A full-day symposium exploring the concept of powerfields in the work of Vito Acconci and Acconci Studio

Fields of Knowledge
  • Aesthetics / Media
  • Artistic legacies
  • Curatorial practice
  • Pedagogy

Organizers

Christine Poggi, Meredith Malone

Funders

Department of the History of Art at the University of Pennsylvania

Acknowledgments

Leslee Halpern-Rogath and David Rogath

Opens to public

03/01/2008

Address

Slought
4017 Walnut
Philadelphia, PA 19104

Economy

50% Formal - 50% Informal

Slought and the Department of the History of Art at the University of Pennsylvania are pleased to announce a full-day symposium addressing the work of Vito Acconci and the Acconci Studio on Saturday, March 1, 2008 from 10:30-4:30pm.
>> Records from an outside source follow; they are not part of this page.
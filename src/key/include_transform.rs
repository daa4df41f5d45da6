//! `*INCLUDE_TRANSFORM` card layout and ID/unit-factor application.
//!
//! Five fixed-width cards: file name, seven offset fields, a rotation
//! offset + prefix/suffix, three unit factors + temperature-curve name + an
//! output flag, and a transform id, each field only overwritten when it
//! actually parses as a number — a card left blank keeps the struct's
//! default.

use crate::card::Card;

/// Offsets and unit factors carried by one `*INCLUDE_TRANSFORM` block.
#[derive(Debug, Clone)]
pub struct IncludeTransform {
    pub file_name: String,
    pub idnoff: i64,
    pub ideoff: i64,
    pub idpoff: i64,
    pub idmoff: i64,
    pub idsoff: i64,
    pub idfoff: i64,
    pub iddoff: i64,
    pub idroff: i64,
    pub prefix: String,
    pub suffix: String,
    pub fctmas: f64,
    pub fcttim: f64,
    pub fctlen: f64,
    pub fcttem: String,
    pub incout1: i64,
    pub tranid: i64,
}

impl Default for IncludeTransform {
    fn default() -> Self {
        IncludeTransform {
            file_name: String::new(),
            idnoff: 0,
            ideoff: 0,
            idpoff: 0,
            idmoff: 0,
            idsoff: 0,
            idfoff: 0,
            iddoff: 0,
            idroff: 0,
            prefix: String::new(),
            suffix: String::new(),
            fctmas: 1.0,
            fcttim: 1.0,
            fctlen: 1.0,
            fcttem: String::new(),
            incout1: 0,
            tranid: 0,
        }
    }
}

/// Only overwrite the default when the field actually looks numeric.
fn try_int_field(card: &Card) -> Option<i64> {
    use crate::card::CardValueType;
    match card.get_type() {
        CardValueType::Int => Some(card.parse_int()),
        CardValueType::Float => Some(card.parse_f64() as i64),
        CardValueType::String => None,
    }
}

fn try_float_field(card: &Card) -> Option<f64> {
    use crate::card::CardValueType;
    match card.get_type() {
        CardValueType::Int | CardValueType::Float => Some(card.parse_f64()),
        CardValueType::String => None,
    }
}

impl IncludeTransform {
    /// Parse the five cards of an `*INCLUDE_TRANSFORM` block. Missing cards
    /// (a short block) leave the remaining fields at their defaults.
    pub fn parse_cards(cards: &[String]) -> IncludeTransform {
        let mut transform = IncludeTransform::default();

        if let Some(line) = cards.first() {
            transform.file_name = Card::new(line).parse_whole();
        }

        if let Some(line) = cards.get(1) {
            let mut card = Card::new(line);
            card.begin(10);
            for slot in [
                &mut transform.idnoff,
                &mut transform.ideoff,
                &mut transform.idpoff,
                &mut transform.idmoff,
                &mut transform.idsoff,
                &mut transform.idfoff,
                &mut transform.iddoff,
            ] {
                if let Some(value) = try_int_field(&card) {
                    *slot = value;
                }
                card.next();
            }
        }

        if let Some(line) = cards.get(2) {
            let mut card = Card::new(line);
            card.begin(10);
            if let Some(value) = try_int_field(&card) {
                transform.idroff = value;
            }
            card.next(); // skip one field
            card.next();
            transform.prefix = card.parse_string();
            card.next();
            transform.suffix = card.parse_string();
        }

        if let Some(line) = cards.get(3) {
            let mut card = Card::new(line);
            card.begin(10);
            for slot in [&mut transform.fctmas, &mut transform.fcttim, &mut transform.fctlen] {
                if let Some(value) = try_float_field(&card) {
                    *slot = value;
                }
                card.next();
            }
            transform.fcttem = card.parse_string();
            card.next();
            if let Some(value) = try_int_field(&card) {
                transform.incout1 = value;
            }
        }

        if let Some(line) = cards.get(4) {
            let card = Card::new(line);
            if let Some(value) = try_int_field(&card) {
                transform.tranid = value;
            }
        }

        transform
    }
}

/// A `*DEFINE_TRANSFORMATION` option: a name plus seven raw parameters. Kept
/// permissive (`String` name) rather than a closed enum of `MIRROR`/`TRANSL`/
/// `SCALE`/`ROTATE`, since LS-DYNA documents further option names beyond
/// those four.
#[derive(Debug, Clone)]
pub struct TransformationOption {
    pub name: String,
    pub parameters: [f64; 7],
}

#[derive(Debug, Clone)]
pub struct DefineTransformation {
    pub tranid: i64,
    pub title: Option<String>,
    pub options: Vec<TransformationOption>,
}

impl DefineTransformation {
    /// Parse the body of a `*DEFINE_TRANSFORMATION[_TITLE]` keyword. `cards`
    /// excludes the keyword line itself. If `has_title`, the first card is a
    /// free-form title instead of the tranid card.
    pub fn parse_cards(cards: &[String], has_title: bool) -> Option<DefineTransformation> {
        let mut index = 0;
        let title = if has_title {
            let t = cards.get(index).map(|l| Card::new(l).parse_whole());
            index += 1;
            t
        } else {
            None
        };

        let tranid_line = cards.get(index)?;
        index += 1;
        let mut tranid_card = Card::new(tranid_line);
        tranid_card.begin(10);
        let tranid = tranid_card.parse_int();

        let mut options = Vec::new();
        for line in &cards[index..] {
            let mut card = Card::new(line);
            card.begin(10);
            let name = card.parse_string();
            if name.is_empty() {
                continue;
            }
            card.next();
            let mut parameters = [0f64; 7];
            for param in &mut parameters {
                *param = card.parse_f64();
                card.next();
            }
            options.push(TransformationOption { name, parameters });
        }

        Some(DefineTransformation {
            tranid,
            title,
            options,
        })
    }
}

#[cfg(test)]
mod tests {
    use super::*;

    #[test]
    fn parses_offsets_and_factors() {
        let cards = vec![
            "sub.k".to_string(),
            "       100       101         0         0         0         0         0".to_string(),
            "         0".to_string(),
            "       2.0".to_string(),
        ];
        let transform = IncludeTransform::parse_cards(&cards);
        assert_eq!(transform.file_name, "sub.k");
        assert_eq!(transform.idnoff, 100);
        assert_eq!(transform.ideoff, 101);
        assert_eq!(transform.fctmas, 2.0);
        // factors not present on the card keep their default
        assert_eq!(transform.fcttim, 1.0);
        assert_eq!(transform.fctlen, 1.0);
    }

    #[test]
    fn missing_cards_keep_defaults() {
        let cards = vec!["sub.k".to_string()];
        let transform = IncludeTransform::parse_cards(&cards);
        assert_eq!(transform.idnoff, 0);
        assert_eq!(transform.fctmas, 1.0);
        assert_eq!(transform.tranid, 0);
    }

    #[test]
    fn define_transformation_reads_options() {
        let cards = vec![
            "         1".to_string(),
            "MIRROR           1         0         0         0         0         0         0"
                .to_string(),
        ];
        let transform = DefineTransformation::parse_cards(&cards, false).unwrap();
        assert_eq!(transform.tranid, 1);
        assert_eq!(transform.options.len(), 1);
        assert_eq!(transform.options[0].name, "MIRROR");
    }
}
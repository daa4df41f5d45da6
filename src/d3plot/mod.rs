//! d3plot mesh/state dump reader.
//!
//! A d3plot dump is read in one fixed sequence: control data, geometry, the
//! user ID table, extra node connectivity, the adapted-element parent
//! list, an EOF marker, the header section, and then states read
//! back-to-back until the EOF marker, advancing across the numbered file
//! family as needed.

pub mod control;
pub mod geometry;
pub mod parts;
pub mod state;

use std::path::Path;

pub use control::ControlData;
pub use geometry::{Geometry, HeaderSection, UserIds};
pub use parts::{read_part, Part};
pub use state::State;

use crate::d3_buffer::D3Buffer;
use crate::error::D3plotError;

/// A fully parsed d3plot file family: control data, mesh geometry, the
/// optional user ID tables, the header section and every state block.
pub struct D3plot {
    control: ControlData,
    geometry: Geometry,
    user_ids: Option<UserIds>,
    header: HeaderSection,
    states: Vec<State>,
}

impl D3plot {
    /// Open and fully decode the d3plot file family rooted at `path`
    /// (`path` itself, plus `path01`, `path02`, … for striped dumps).
    #[tracing::instrument(skip_all, fields(root = %path.as_ref().display()))]
    pub fn open(path: impl AsRef<Path>) -> Result<D3plot, D3plotError> {
        let mut buf = D3Buffer::open(path.as_ref())?;

        let control = ControlData::read(&mut buf)?;
        let geometry = Geometry::read(&mut buf, &control)?;
        let user_ids = UserIds::read(&mut buf, &control)?;
        let numrbs = user_ids.as_ref().map_or(0, |u| u.numrbs);
        geometry::skip_extra_node_connectivity(&mut buf, &control)?;
        geometry::skip_adapted_element_parent_list(&mut buf, &control)?;

        // A plain, exact EOF marker precedes the header section; the
        // header's own ntype loop terminates on a second, separately-placed
        // marker.
        let marker = buf.read_double()?;
        if !D3Buffer::is_eof_marker(marker) {
            return Err(D3plotError::TruncatedState);
        }

        let header = HeaderSection::read(&mut buf)?;
        // Single-file dumps hold the first state right after the header in
        // the same file; only striped multi-file families need the jump.
        if buf.file_count() > 1 {
            buf.advance_to_next_file()?;
        }

        let states = state::read_states(&mut buf, &control, numrbs)?;

        tracing::debug!(states = states.len(), "decoded d3plot file family");

        Ok(D3plot {
            control,
            geometry,
            user_ids,
            header,
            states,
        })
    }

    pub fn control(&self) -> &ControlData {
        &self.control
    }

    pub fn geometry(&self) -> &Geometry {
        &self.geometry
    }

    pub fn user_ids(&self) -> Option<&UserIds> {
        self.user_ids.as_ref()
    }

    pub fn header(&self) -> &HeaderSection {
        &self.header
    }

    pub fn states(&self) -> &[State] {
        &self.states
    }

    pub fn num_parts(&self) -> usize {
        let numrbs = self.user_ids.as_ref().map_or(0, |u| u.numrbs);
        self.control.total_materials(numrbs).max(0) as usize
    }

    /// Read the elements belonging to the part at `part_index` (0-based,
    /// LS-DYNA's internal numbering is 1-based internally).
    pub fn read_part(&self, part_index: usize) -> Part {
        read_part(&self.geometry, self.user_ids.as_ref(), part_index)
    }
}
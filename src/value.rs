//! The ten binout/d3plot scalar types, modeled as a sum type indexed by the
//! on-disk tag rather than duplicated per type.

use byteorder::{ByteOrder, LittleEndian};

/// On-disk scalar type tag.
#[derive(Debug, Clone, Copy, PartialEq, Eq, Hash)]
#[repr(u8)]
pub enum ValueType {
    Int8 = 1,
    Int16 = 2,
    Int32 = 3,
    Int64 = 4,
    Uint8 = 5,
    Uint16 = 6,
    Uint32 = 7,
    Uint64 = 8,
    Float32 = 9,
    Float64 = 10,
    Invalid = 255,
}

impl ValueType {
    /// Width in bytes of one element of this type.
    pub fn size(self) -> usize {
        match self {
            ValueType::Int8 | ValueType::Uint8 => 1,
            ValueType::Int16 | ValueType::Uint16 => 2,
            ValueType::Int32 | ValueType::Uint32 | ValueType::Float32 => 4,
            ValueType::Int64 | ValueType::Uint64 | ValueType::Float64 => 8,
            ValueType::Invalid => 0,
        }
    }

    pub fn from_code(code: u64) -> ValueType {
        match code {
            1 => ValueType::Int8,
            2 => ValueType::Int16,
            3 => ValueType::Int32,
            4 => ValueType::Int64,
            5 => ValueType::Uint8,
            6 => ValueType::Uint16,
            7 => ValueType::Uint32,
            8 => ValueType::Uint64,
            9 => ValueType::Float32,
            10 => ValueType::Float64,
            _ => ValueType::Invalid,
        }
    }
}

/// A scalar type readable out of a binout payload.
///
/// One byte-level reader (`from_le_bytes`) is shared by every caller of
/// `Binout::read`; the output buffer, not the read path, carries the type.
pub trait BinoutScalar: Sized + Copy {
    const CODE: ValueType;

    fn from_le_bytes(bytes: &[u8]) -> Self;
}

macro_rules! impl_binout_scalar {
    ($ty:ty, $code:expr, $read:ident) => {
        impl BinoutScalar for $ty {
            const CODE: ValueType = $code;

            fn from_le_bytes(bytes: &[u8]) -> Self {
                LittleEndian::$read(bytes) as $ty
            }
        }
    };
}

impl BinoutScalar for i8 {
    const CODE: ValueType = ValueType::Int8;

    fn from_le_bytes(bytes: &[u8]) -> Self {
        bytes[0] as i8
    }
}

impl BinoutScalar for u8 {
    const CODE: ValueType = ValueType::Uint8;

    fn from_le_bytes(bytes: &[u8]) -> Self {
        bytes[0]
    }
}

impl_binout_scalar!(i16, ValueType::Int16, read_i16);
impl_binout_scalar!(i32, ValueType::Int32, read_i32);
impl_binout_scalar!(i64, ValueType::Int64, read_i64);
impl_binout_scalar!(u16, ValueType::Uint16, read_u16);
impl_binout_scalar!(u32, ValueType::Uint32, read_u32);
impl_binout_scalar!(u64, ValueType::Uint64, read_u64);
impl_binout_scalar!(f32, ValueType::Float32, read_f32);
impl_binout_scalar!(f64, ValueType::Float64, read_f64);

/// Decode a flat little-endian byte buffer into `T` elements.
pub fn decode_elements<T: BinoutScalar>(bytes: &[u8]) -> Vec<T> {
    let width = T::CODE.size();
    bytes
        .chunks_exact(width)
        .map(T::from_le_bytes)
        .collect()
}

#[cfg(test)]
mod tests {
    use super::*;

    #[test]
    fn round_trips_codes() {
        for code in 1u64..=10 {
            let ty = ValueType::from_code(code);
            assert_ne!(ty, ValueType::Invalid);
        }
        assert_eq!(ValueType::from_code(0), ValueType::Invalid);
        assert_eq!(ValueType::from_code(11), ValueType::Invalid);
    }

    #[test]
    fn decodes_i32_elements() {
        let bytes = 7i32.to_le_bytes();
        let mut buf = bytes.to_vec();
        buf.extend_from_slice(&(-3i32).to_le_bytes());
        let values: Vec<i32> = decode_elements(&buf);
        assert_eq!(values, vec![7, -3]);
    }
}
//! Virtual word-addressable stream over an ordered family of files.
//!
//! A `D3Buffer` hides the fact that a d3plot dump is striped across
//! `root`, `root01`, `root02`, … behind one logical word stream; callers
//! address it by word position and never see the underlying files.

use byteorder::{ByteOrder, LittleEndian};
use std::io::SeekFrom;
use std::path::{Path, PathBuf};
use tracing::debug;

use crate::error::D3BufferError;
use crate::multi_file::MultiFile;

/// Valid range for the NDIM field, also used to disambiguate word size at
/// open time.
const NDIM_RANGE: std::ops::RangeInclusive<u32> = 2..=7;

pub struct D3Buffer {
    handles: Vec<MultiFile>,
    file_sizes: Vec<u64>,
    word_size: u8,
    cursor: u64,
}

fn family_member_path(root: &Path, index: usize) -> PathBuf {
    let root_str = root.to_string_lossy();
    if index < 100 {
        PathBuf::from(format!("{root_str}{index:02}"))
    } else {
        PathBuf::from(format!("{root_str}{index}"))
    }
}

fn detect_word_size(first: &MultiFile) -> Result<u8, D3BufferError> {
    let mut ticket = first.access();
    if ticket.is_sentinel() {
        return Err(D3BufferError::BrokenFiles);
    }

    ticket.seek(SeekFrom::Start(60))?;
    let mut buf32 = [0u8; 4];
    ticket.read_exact(&mut buf32)?;
    let candidate_32 = LittleEndian::read_u32(&buf32);

    ticket.seek(SeekFrom::Start(120))?;
    let mut buf64 = [0u8; 8];
    ticket.read_exact(&mut buf64)?;
    let candidate_64 = LittleEndian::read_u64(&buf64);
    let candidate_64_fits = u32::try_from(candidate_64).map(|v| NDIM_RANGE.contains(&v));

    let ok32 = NDIM_RANGE.contains(&candidate_32);
    let ok64 = matches!(candidate_64_fits, Ok(true));

    match (ok32, ok64) {
        (true, false) => Ok(4),
        (false, true) => Ok(8),
        _ => Err(D3BufferError::BrokenFiles),
    }
}

impl D3Buffer {
    /// Open the file family rooted at `root`, probing `root01`, `root02`, …
    /// until a member does not exist, then detect the word size.
    #[tracing::instrument(skip_all, fields(root = %root.as_ref().display()))]
    pub fn open(root: impl AsRef<Path>) -> Result<D3Buffer, D3BufferError> {
        let root = root.as_ref();
        if !root.exists() {
            return Err(D3BufferError::NoFilesFound(root.to_path_buf()));
        }

        let mut paths = vec![root.to_path_buf()];
        let mut index = 1;
        loop {
            let candidate = family_member_path(root, index);
            if candidate.exists() {
                paths.push(candidate);
                index += 1;
            } else {
                break;
            }
        }

        let mut handles = Vec::with_capacity(paths.len());
        let mut file_sizes = Vec::with_capacity(paths.len());
        for path in &paths {
            file_sizes.push(std::fs::metadata(path)?.len());
            handles.push(MultiFile::new(path));
        }

        let word_size = detect_word_size(&handles[0])?;
        debug!(
            files = handles.len(),
            word_size, "opened d3 buffer file family"
        );

        Ok(D3Buffer {
            handles,
            file_sizes,
            word_size,
            cursor: 0,
        })
    }

    pub fn word_size(&self) -> u8 {
        self.word_size
    }

    pub fn file_count(&self) -> usize {
        self.handles.len()
    }

    pub fn cursor(&self) -> u64 {
        self.cursor
    }

    pub fn seek_words(&mut self, word_pos: u64) {
        self.cursor = word_pos;
    }

    /// Positioned read of `count` words at word index `word_pos`, leaving
    /// the sequential cursor untouched.
    pub fn read_words_at(&self, word_pos: u64, count: u64) -> Result<Vec<u8>, D3BufferError> {
        let word_size = self.word_size as u64;
        let mut remaining = count * word_size;
        let byte_pos = word_pos * word_size;

        let (mut file_index, mut offset) = self.locate(byte_pos)?;
        let mut out = Vec::with_capacity(remaining as usize);

        while remaining > 0 {
            if file_index >= self.handles.len() {
                return Err(D3BufferError::FileFamilyShort {
                    requested: count,
                    at: word_pos,
                    available: self.total_words(),
                });
            }
            let size = self.file_sizes[file_index];
            let available = size.saturating_sub(offset);
            let take = remaining.min(available);
            if take > 0 {
                let mut ticket = self.handles[file_index].access();
                ticket.seek(SeekFrom::Start(offset))?;
                let mut chunk = vec![0u8; take as usize];
                ticket.read_exact(&mut chunk)?;
                out.extend_from_slice(&chunk);
                remaining -= take;
            }
            file_index += 1;
            offset = 0;
        }

        Ok(out)
    }

    /// Sequential read of `count` words starting at the current cursor;
    /// advances the cursor by `count`.
    pub fn read_words(&mut self, count: u64) -> Result<Vec<u8>, D3BufferError> {
        let bytes = self.read_words_at(self.cursor, count)?;
        self.cursor += count;
        Ok(bytes)
    }

    /// Advance the cursor to the start of the next file in the family.
    /// Fails when the current file is already the last one.
    pub fn advance_to_next_file(&mut self) -> Result<(), D3BufferError> {
        let word_size = self.word_size as u64;
        let target_byte = self.cursor * word_size;
        let (file_index, _) = self.locate(target_byte)?;
        let cur = file_index.min(self.file_sizes.len().saturating_sub(1));
        if cur + 1 >= self.file_sizes.len() {
            return Err(D3BufferError::FileFamilyShort {
                requested: 1,
                at: self.cursor,
                available: self.total_words(),
            });
        }
        let bytes_through_cur: u64 = self.file_sizes[..=cur].iter().sum();
        self.cursor = bytes_through_cur / word_size;
        Ok(())
    }

    fn locate(&self, byte_pos: u64) -> Result<(usize, u64), D3BufferError> {
        let mut remaining = byte_pos;
        for (index, size) in self.file_sizes.iter().enumerate() {
            if remaining < *size {
                return Ok((index, remaining));
            }
            remaining -= size;
        }
        if remaining == 0 {
            return Ok((self.file_sizes.len(), 0));
        }
        Err(D3BufferError::FileFamilyShort {
            requested: 0,
            at: byte_pos / self.word_size as u64,
            available: self.total_words(),
        })
    }

    fn total_words(&self) -> u64 {
        self.file_sizes.iter().sum::<u64>() / self.word_size as u64
    }

    /// Read one signed integer word (4 or 8 bytes depending on precision).
    pub fn read_signed_word(&mut self) -> Result<i64, D3BufferError> {
        let bytes = self.read_words(1)?;
        Ok(decode_signed_word(&bytes, self.word_size))
    }

    /// Read one word and decode it both ways at once: as a signed integer
    /// (a section `ntype` code) and as a float-widened double (the EOF
    /// marker's bit pattern). The d3plot header section reads one word whose
    /// meaning is only known after comparing it against both interpretations.
    pub fn read_signed_word_or_eof_marker(&mut self) -> Result<(i64, f64), D3BufferError> {
        let bytes = self.read_words(1)?;
        Ok((
            decode_signed_word(&bytes, self.word_size),
            decode_double_word(&bytes, self.word_size),
        ))
    }

    /// Read `count` signed integer words.
    pub fn read_signed_words(&mut self, count: u64) -> Result<Vec<i64>, D3BufferError> {
        let bytes = self.read_words(count)?;
        Ok(bytes
            .chunks_exact(self.word_size as usize)
            .map(|chunk| decode_signed_word(chunk, self.word_size))
            .collect())
    }

    /// Read one double, widening from f32 when `word_size == 4`.
    pub fn read_double(&mut self) -> Result<f64, D3BufferError> {
        let bytes = self.read_words(1)?;
        Ok(decode_double_word(&bytes, self.word_size))
    }

    pub fn read_doubles(&mut self, count: u64) -> Result<Vec<f64>, D3BufferError> {
        let bytes = self.read_words(count)?;
        Ok(bytes
            .chunks_exact(self.word_size as usize)
            .map(|chunk| decode_double_word(chunk, self.word_size))
            .collect())
    }

    /// Read `count` words and interpret them as ASCII text.
    pub fn read_ascii(&mut self, count: u64) -> Result<String, D3BufferError> {
        let bytes = self.read_words(count)?;
        Ok(String::from_utf8_lossy(&bytes).into_owned())
    }

    /// The literal IEEE-754 double `-999999.0` used as an end-of-section
    /// marker. When `word_size == 4` the 32-bit float bit pattern must
    /// re-widen to exactly this value.
    pub fn is_eof_marker(value: f64) -> bool {
        value == -999999.0_f64
    }
}

fn decode_signed_word(bytes: &[u8], word_size: u8) -> i64 {
    if word_size == 4 {
        LittleEndian::read_i32(bytes) as i64
    } else {
        LittleEndian::read_i64(bytes)
    }
}

fn decode_double_word(bytes: &[u8], word_size: u8) -> f64 {
    if word_size == 4 {
        LittleEndian::read_f32(bytes) as f64
    } else {
        LittleEndian::read_f64(bytes)
    }
}

#[cfg(test)]
mod tests {
    use super::*;
    use std::io::Write;
    use tempfile::tempdir;

    fn write_control_words(path: &Path, word_size: u8, words: &[i64]) {
        let mut file = std::fs::File::create(path).unwrap();
        for &w in words {
            if word_size == 4 {
                file.write_all(&(w as i32).to_le_bytes()).unwrap();
            } else {
                file.write_all(&w.to_le_bytes()).unwrap();
            }
        }
    }

    #[test]
    fn detects_word_size_4_and_reads_sequential_words() {
        let dir = tempdir().unwrap();
        let root = dir.path().join("d3plot");
        let mut words = vec![0i64; 16];
        words[15] = 3; // NDIM
        write_control_words(&root, 4, &words);

        let mut buf = D3Buffer::open(&root).unwrap();
        assert_eq!(buf.word_size(), 4);
        assert_eq!(buf.file_count(), 1);

        buf.seek_words(15);
        assert_eq!(buf.read_signed_word().unwrap(), 3);
    }

    #[test]
    fn detects_word_size_8() {
        let dir = tempdir().unwrap();
        let root = dir.path().join("d3plot");
        let mut words = vec![0i64; 16];
        words[15] = 5;
        write_control_words(&root, 8, &words);

        let buf = D3Buffer::open(&root).unwrap();
        assert_eq!(buf.word_size(), 8);
    }

    #[test]
    fn broken_family_when_neither_candidate_is_valid() {
        let dir = tempdir().unwrap();
        let root = dir.path().join("d3plot");
        let words = vec![999i64; 16];
        write_control_words(&root, 4, &words);

        let err = D3Buffer::open(&root).unwrap_err();
        assert!(matches!(err, D3BufferError::BrokenFiles));
    }

    #[test]
    fn probes_numbered_family_members() {
        let dir = tempdir().unwrap();
        let root = dir.path().join("d3plot");
        let mut words = vec![0i64; 16];
        words[15] = 3;
        write_control_words(&root, 4, &words);
        std::fs::write(dir.path().join("d3plot01"), b"AAAA").unwrap();
        std::fs::write(dir.path().join("d3plot02"), b"BBBB").unwrap();

        let buf = D3Buffer::open(&root).unwrap();
        assert_eq!(buf.file_count(), 3);
    }

    #[test]
    fn reads_cross_file_boundary() {
        let dir = tempdir().unwrap();
        let root = dir.path().join("d3plot");
        let mut words = vec![0i64; 20];
        words[15] = 3;
        write_control_words(&root, 4, &words);

        let second = dir.path().join("d3plot01");
        let mut words2 = vec![0i64; 4];
        words2[0] = 42;
        write_control_words(&second, 4, &words2);

        let mut buf = D3Buffer::open(&root).unwrap();
        buf.seek_words(19);
        let values = buf.read_signed_words(2).unwrap();
        assert_eq!(values, vec![0, 42]);
    }

    #[test]
    fn eof_marker_round_trips_through_f32() {
        let value = -999999.0_f32 as f64;
        assert!(D3Buffer::is_eof_marker(value));
    }
}
//! Application services: scheduling, lifecycle, dispatch and intake.

pub mod branching;
pub mod dispatch;
pub mod error;
pub mod expander;
pub mod jobs;
pub mod lifecycle;
pub mod links;
pub mod mailer;
pub mod repos;
pub mod subscriptions;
The symposium will feature presentations by Annette Fierro, Liz Kotz, Alan Licht, Christine Poggi, Frazer Ward, and Matthew Witkovsky, and will be introduced and moderated by Meredith Malone and Monica Amor.

The symposium has been organized by curators Christine Poggi and Meredith Malone in conjunction with Power Fields: Explorations in the Work of Vito Acconci, an exhibition featuring the work of artist Vito Acconci and the Acconci Studio, on display at Slought from February 15-March 31, 2008.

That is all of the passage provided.